2023年4月1日土曜日

有吉北貝塚北斜面貝層剥ぎ取り断面の発達史想定

 Assumed developmental history of stripped cross-sections of shell layers on the northern slope of Ariyoshi Kita Shell Mound


I observed the stripped cross-section of the shell layer on the northern slope of the Ariyoshi Kita Shell Mound, and hypothesized the development history of the shell layer. By imagining it in 3D space, I was able to make a more convincing assumption.


有吉北貝塚北斜面貝層の剥ぎ取り断面を観察して、貝層発達史を想定しました。

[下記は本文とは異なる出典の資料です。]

//! Thin upload/download endpoints (§8 scenario 6: upload a file, run code
//! that rewrites it, download the new content; an agent file stays
//! immutable across the same round trip). These only move bytes and
//! metadata in and out of `cellbox-store`'s `FileStore` — the orchestrator
//! is the only thing that ever mounts, rewrites, or harvests a file during
//! an execution.

use axum::extract::{Multipart, Path, State};
use axum::http::header;
use axum::response::{IntoResponse, Response};
use axum::Json;
use bytes::Bytes;
use cellbox_protocol::{FileId, SessionId, StoredFile};
use chrono::Utc;

use crate::error::ServerError;
use crate::state::AppState;

/// Multipart fields: `session_id` (required), `entity_id` (optional —
/// its presence marks the upload an agent file, §3 "Stored file"), and a
/// `file` part carrying both the bytes and the original filename.
pub async fn upload_handler(State(state): State<AppState>, mut multipart: Multipart) -> Result<Json<StoredFile>, ServerError> {
    let mut session_id: Option<SessionId> = None;
    let mut entity_id: Option<String> = None;
    let mut filename: Option<String> = None;
    let mut bytes: Option<Bytes> = None;

    while let Some(field) = multipart.next_field().await.map_err(|e| ServerError::Validation(e.to_string()))? {
        match field.name().unwrap_or("") {
            "session_id" => {
                let text = field.text().await.map_err(|e| ServerError::Validation(e.to_string()))?;
                session_id = Some(SessionId::from_string(text));
            }
            "entity_id" => {
                entity_id = Some(field.text().await.map_err(|e| ServerError::Validation(e.to_string()))?);
            }
            "file" => {
                filename = field.file_name().map(str::to_string);
                bytes = Some(field.bytes().await.map_err(|e| ServerError::Validation(e.to_string()))?);
            }
            _ => {}
        }
    }

    let session_id = session_id.ok_or_else(|| ServerError::Validation("missing session_id field".to_string()))?;
    let bytes = bytes.ok_or_else(|| ServerError::Validation("missing file field".to_string()))?;
    let filename = filename.ok_or_else(|| ServerError::Validation("uploaded file part has no filename".to_string()))?;

    let file_id = FileId::new();
    let object_key = format!("sessions/{}/uploads/{}", session_id.as_str(), file_id);
    let content_type = cellbox_exec::guess_mime_type(&filename);

    let stored = StoredFile {
        id: file_id,
        session_id,
        filename,
        object_key: object_key.clone(),
        size: bytes.len() as u64,
        content_type,
        created_at: Utc::now(),
        state_hash: None,
        execution_id: None,
        last_used_at: None,
        is_agent_file: entity_id.is_some(),
    };

    state.files.put_bytes(&object_key, bytes).await?;
    state.files.put_metadata(&stored).await?;

    Ok(Json(stored))
}

pub async fn download_handler(State(state): State<AppState>, Path((session_id, file_id)): Path<(String, String)>) -> Result<Response, ServerError> {
    let session_id = SessionId::from_string(session_id);
    let file_id: FileId = file_id.parse().map_err(|_| ServerError::NotFound)?;

    let metadata = state.files.get_metadata(&session_id, &file_id).await?.ok_or(ServerError::NotFound)?;
    let bytes = state.files.get_bytes(&metadata.object_key).await?.ok_or(ServerError::NotFound)?;

    Ok((
        [
            (header::CONTENT_TYPE, metadata.content_type.clone()),
            (header::CONTENT_DISPOSITION, format!("attachment; filename=\"{}\"", metadata.filename)),
        ],
        bytes,
    )
        .into_response())
}
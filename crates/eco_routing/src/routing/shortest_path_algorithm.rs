use crate::{error::Result, geopoint::GeoPoint, graph::Graph, routing::eco_route::EcoRoute};

pub trait ShortestPathAlgorithm {
    fn calc_path(
        &mut self,
        graph: &impl Graph,
        origin: &GeoPoint,
        destination: &GeoPoint,
    ) -> Result<EcoRoute>;
}
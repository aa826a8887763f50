use std::fmt;

use thiserror::Error;

use crate::geopoint::GeoPoint;

#[derive(Debug, Clone, Copy, PartialEq, Eq)]
pub enum FactorKind {
    Traffic,
    Environment,
}

impl fmt::Display for FactorKind {
    fn fmt(&self, f: &mut fmt::Formatter<'_>) -> fmt::Result {
        write!(
            f,
            "{}",
            match self {
                FactorKind::Traffic => "traffic",
                FactorKind::Environment => "environment",
            }
        )
    }
}

#[derive(Debug, Clone, Copy, PartialEq, Eq)]
pub enum NodeRole {
    Origin,
    Destination,
}

impl fmt::Display for NodeRole {
    fn fmt(&self, f: &mut fmt::Formatter<'_>) -> fmt::Result {
        write!(
            f,
            "{}",
            match self {
                NodeRole::Origin => "origin",
                NodeRole::Destination => "destination",
            }
        )
    }
}

#[derive(Error, Debug, Clone, PartialEq)]
pub enum EcoRouteError {
    #[error("Invalid coordinate: lat {lat}, lng {lng}")]
    InvalidCoordinate { lat: f64, lng: f64 },

    #[error("Invalid {kind} factor {value}: factors must be finite and non-negative")]
    InvalidFactor { kind: FactorKind, value: f64 },

    #[error(
        "Segment weight overflows: {distance} km x traffic {traffic_factor} x environment {environment_factor}"
    )]
    WeightOverflow {
        distance: f64,
        traffic_factor: f64,
        environment_factor: f64,
    },

    #[error("Invalid declared segment distance {value} km")]
    InvalidDistance { value: f64 },

    #[error("Cannot build a route graph from an empty segment list")]
    EmptyRoute,

    #[error("The {role} {coordinate} is not part of the route graph")]
    NodeNotFound {
        role: NodeRole,
        coordinate: GeoPoint,
    },

    #[error("No path from {origin} to {destination}")]
    NoPath {
        origin: GeoPoint,
        destination: GeoPoint,
    },
}

pub type Result<T, E = EcoRouteError> = std::result::Result<T, E>;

3D空間の中でイメージすることにより、より納得的に想定できました。

1 有吉北貝塚北斜面貝層剥ぎ取り断面の発達史想定 模式3Dモデル

有吉北貝塚北斜面貝層剥ぎ取り断面の発達史想定 模式3Dモデル

・ガリー侵食による堆積物の堆積面(1)に凹みがあり、斜面貝層(2、3)はその凹みを埋めるように発達します。

・初期斜面貝層(2)の層相は斜面では貝投棄の状況を反映して純貝層や混土貝層であり、凹みやガリー谷底では水流の影響を反映して混貝土層になります。

・途中期斜面貝層(3)では凹みを埋めつくしたため水流の影響が減じ、層相は谷底以外では純貝層や混土貝層になります。

・終期最初の斜面貝層では谷底も埋めつくされたため、層相は全て純貝層や混土貝層になります。

ガリー堆積物の地形面3D形状は説明のための誇張模式表現です。


3Dモデルの動画


発達史想定画像

2 参考 発掘調査報告書における発達史記述

剥ぎ取り断面から0.8m上流に位置する第11断面の発達史を発掘調査報告書では次のように記述しています。


第11断面の段階区分 発掘調査報告書から引用加筆

「第1段階 崩落した土砂が隅の方に堆積する。この堆積と同時か少し遅れて貝が投棄されており、本位置では土砂とともに上方(南側)から押し流されて堆積したと思われる混貝土層などが堆積する(K・L3・H3・G5・G6・G7・G9層など)。

第2段階 皿状となった窪地に、斜面上(西側)から投棄した貝が堆積する(F5・B2・F3・F2層など)。

第3段階 再び上方(南側)から土砂が、第2段階で投棄された貝とともに押し流されて堆積する(G4・G3・G2・S3・S2・S1層など)。

第4段階 ほぼ埋まった窪地にさらに貝が投棄され、窪地はほぼ完全に埋まり、テラスを持つ斜面となる(E1・C(1)・F1・F・A2・A1・B層など)。」(発掘調査報告書記述)

発掘調査報告書における発達史では斜面貝層形成の前半(第2段階)と後半(第4段階)の間に斜面貝層形成の中断時期があり、その中断時期(第3段階)にガリー谷底に土砂が押し流された時期があることになり、不自然です。第3段階にはこの断面では無いけれども上流で規模の大きな侵食が存在したから、この断面に土砂が流れてきたことになります。従って発掘調査報告書の発達史の説明を深めるためには、その侵食の存在を上流の断面図を使って指摘する必要があります。

なお、自分の見立てでは、斜面貝層が形成され始めてから以降、北斜面貝層では顕著な侵食作用は見られません。

顕著な侵食作用が存在しない証拠の一つは、断面右寄りで、左岸斜面貝層に起因する貝層と右岸に起因する土層がほぼ垂直に接していることです。左岸に起因する物質と右岸に起因する物質が混ざらないで下流方向のベクトルで移動しています。下流方向への移動(流れ)は虚弱であったと考えられます。顕著な侵食があるということは、勢いがあり運搬力の強い流れが生まれたことを示しますから、このような貝層と土層が垂直方向に接触することはあり得ません。北斜面貝層では貝や土器破片の水流による移動はきわめて限定的であったと考えることができます。

3 剥ぎ取り断面の発達史想定の検証方法

1で想定した発達史を前提にすると、貝層から出土する土器分布の観念は次のようになるはずです。


発達史想定に基づく土器分布の観念

今後北斜面貝層の土器3D分布と貝層3Dモデルとの対応分析を深め、その結果がこの土器分布観念にあてはまることになれば発達史想定の正さを検証したことになると考えます。